If you’re visiting Japan, you might want to reconsider eating that okonomiyaki on the move because the city of Kamakura advises visitors to abstain from eating and strolling in public. Kamakura, a beach town south of Tokyo, has instituted a new government ordinance prohibiting street eating.
Tourists flock to Kamakura, less than an hour by train from central Tokyo. There’s plenty to see and do in this beachside city, from historic Buddhist temples and Shinto shrines to hiking trails, beaches, and superb restaurants. In 2018, the town welcomed almost 20 million visitors.
The ban, which has been in force since April 1st 2019, was established to avoid the accumulation of litter in well-known tourist sites, consisting of discarded food packaging and leftover food. It can get pretty packed at times.
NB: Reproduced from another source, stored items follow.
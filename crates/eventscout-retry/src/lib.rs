//! Adaptive-timeout retry engine wrapping fallible async operations
//! (spec §4.4 / C4).
//!
//! Grounded on the teacher's `tower-resilience-retry`: same per-attempt
//! loop shape and event-on-retry tracing, but expressed as a plain async
//! function rather than a `tower::Service`, since callers here are
//! application stages (search providers, page fetches), not network
//! middleware.

mod backoff;
mod config;
mod schedule;

pub use config::RetryConfig;
pub use schedule::TimeoutSchedule;

use eventscout_core::StageError;
use std::future::Future;

/// Runs `f` up to `config.max_attempts` times, retrying only transient
/// failures (`StageError::is_transient`), with a per-attempt timeout from
/// `config.timeouts` and exponential backoff with jitter between attempts.
pub async fn execute_with_retry<F, Fut, T>(config: &RetryConfig, mut f: F) -> Result<T, StageError>
where
    F: FnMut(usize) -> Fut,
    Fut: Future<Output = Result<T, StageError>>,
{
    let mut attempt = 0;
    loop {
        let timeout = config.timeouts.timeout_for(attempt);
        let outcome = tokio::time::timeout(timeout, f(attempt)).await;

        let error = match outcome {
            Ok(Ok(value)) => {
                #[cfg(feature = "tracing")]
                if attempt > 0 {
                    tracing::info!(retry = %config.name, attempts = attempt + 1, "succeeded after retries");
                }
                #[cfg(feature = "metrics")]
                metrics::counter!("retry_calls_total", "retry" => config.name.clone(), "result" => "success")
                    .increment(1);
                return Ok(value);
            }
            Ok(Err(err)) => err,
            Err(_) => StageError::Timeout(timeout),
        };

        if !error.is_transient() {
            #[cfg(feature = "tracing")]
            tracing::debug!(retry = %config.name, "non-transient error, not retrying");
            return Err(error);
        }

        if attempt + 1 >= config.max_attempts {
            #[cfg(feature = "tracing")]
            tracing::warn!(retry = %config.name, attempts = attempt + 1, "retry attempts exhausted");
            #[cfg(feature = "metrics")]
            metrics::counter!("retry_calls_total", "retry" => config.name.clone(), "result" => "exhausted")
                .increment(1);
            return Err(error);
        }

        let delay = backoff::next_delay(config, attempt);
        #[cfg(feature = "tracing")]
        tracing::debug!(retry = %config.name, attempt = attempt + 1, delay_ms = delay.as_millis(), "retrying after delay");
        #[cfg(feature = "metrics")]
        metrics::counter!("retry_attempts_total", "retry" => config.name.clone()).increment(1);

        tokio::time::sleep(delay).await;
        attempt += 1;
    }
}

/// Runs `primary`; on any failure, runs `fallback` and returns its result
/// regardless of outcome (spec §4.4: `executeWithGracefulDegradation`).
pub async fn execute_with_graceful_degradation<P, PF, F, FF, T>(primary: P, fallback: F) -> Result<T, StageError>
where
    P: FnOnce() -> PF,
    PF: Future<Output = Result<T, StageError>>,
    F: FnOnce() -> FF,
    FF: Future<Output = Result<T, StageError>>,
{
    match primary().await {
        Ok(value) => Ok(value),
        Err(_) => fallback().await,
    }
}

#[cfg(test)]
mod tests {
    use super::*;
    use std::sync::atomic::{AtomicUsize, Ordering};
    use std::sync::Arc;
    use std::time::Duration;

    fn fast_config(max_attempts: usize) -> RetryConfig {
        RetryConfig::new("test")
            .max_attempts(max_attempts)
            .timeouts(TimeoutSchedule::fixed(Duration::from_millis(50)))
            .base_delay(Duration::from_millis(1))
            .jitter_factor(0.0)
    }

    #[tokio::test]
    async fn succeeds_on_first_attempt_without_retry() {
        let calls = Arc::new(AtomicUsize::new(0));
        let c = Arc::clone(&calls);
        let config = fast_config(3);
        let result: Result<&str, StageError> = execute_with_retry(&config, |_attempt| {
            let c = Arc::clone(&c);
            async move {
                c.fetch_add(1, Ordering::SeqCst);
                Ok("ok")
            }
        })
        .await;
        assert_eq!(result.unwrap(), "ok");
        assert_eq!(calls.load(Ordering::SeqCst), 1);
    }

    #[tokio::test]
    async fn retries_transient_failures_until_success() {
        let calls = Arc::new(AtomicUsize::new(0));
        let c = Arc::clone(&calls);
        let config = fast_config(3);
        let result: Result<&str, StageError> = execute_with_retry(&config, |_attempt| {
            let c = Arc::clone(&c);
            async move {
                let n = c.fetch_add(1, Ordering::SeqCst);
                if n < 2 {
                    Err(StageError::Http(503))
                } else {
                    Ok("ok")
                }
            }
        })
        .await;
        assert_eq!(result.unwrap(), "ok");
        assert_eq!(calls.load(Ordering::SeqCst), 3);
    }

    #[tokio::test]
    async fn non_transient_failure_is_not_retried() {
        let calls = Arc::new(AtomicUsize::new(0));
        let c = Arc::clone(&calls);
        let config = fast_config(3);
        let result: Result<(), StageError> = execute_with_retry(&config, |_attempt| {
            let c = Arc::clone(&c);
            async move {
                c.fetch_add(1, Ordering::SeqCst);
                Err(StageError::Http(404))
            }
        })
        .await;
        assert!(matches!(result, Err(StageError::Http(404))));
        assert_eq!(calls.load(Ordering::SeqCst), 1);
    }

    #[tokio::test]
    async fn exhausts_attempts_and_returns_last_error() {
        let calls = Arc::new(AtomicUsize::new(0));
        let c = Arc::clone(&calls);
        let config = fast_config(3);
        let result: Result<(), StageError> = execute_with_retry(&config, |_attempt| {
            let c = Arc::clone(&c);
            async move {
                c.fetch_add(1, Ordering::SeqCst);
                Err(StageError::Aborted)
            }
        })
        .await;
        assert!(result.is_err());
        assert_eq!(calls.load(Ordering::SeqCst), 3);
    }

    #[tokio::test]
    async fn slow_attempt_times_out_and_counts_as_transient() {
        let config = RetryConfig::new("test")
            .max_attempts(1)
            .timeouts(TimeoutSchedule::fixed(Duration::from_millis(10)));
        let result: Result<(), StageError> = execute_with_retry(&config, |_attempt| async {
            tokio::time::sleep(Duration::from_millis(100)).await;
            Ok(())
        })
        .await;
        assert!(matches!(result, Err(StageError::Timeout(_))));
    }

    #[tokio::test]
    async fn graceful_degradation_falls_back_on_primary_failure() {
        let result = execute_with_graceful_degradation(
            || async { Err::<&str, _>(StageError::Http(500)) },
            || async { Ok::<&str, StageError>("fallback") },
        )
        .await;
        assert_eq!(result.unwrap(), "fallback");
    }

    #[tokio::test]
    async fn graceful_degradation_returns_primary_on_success() {
        let result = execute_with_graceful_degradation(
            || async { Ok::<&str, StageError>("primary") },
            || async { Ok::<&str, StageError>("fallback") },
        )
        .await;
        assert_eq!(result.unwrap(), "primary");
    }
}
Particularly along the Komachi-Dori, a pedestrianized street that winds through the city’s center. Around 50,000 to 60,000 people walk along Komachi-Dori every day to explore the boutiques, craft stores, pubs, bakeries, restaurants, and street food booths.
With so many tourists, the local government has trouble keeping up with the amount of rubbish generated, especially food waste. Crumbs and wasted food draw more work for the local government, attracting some unwanted creatures.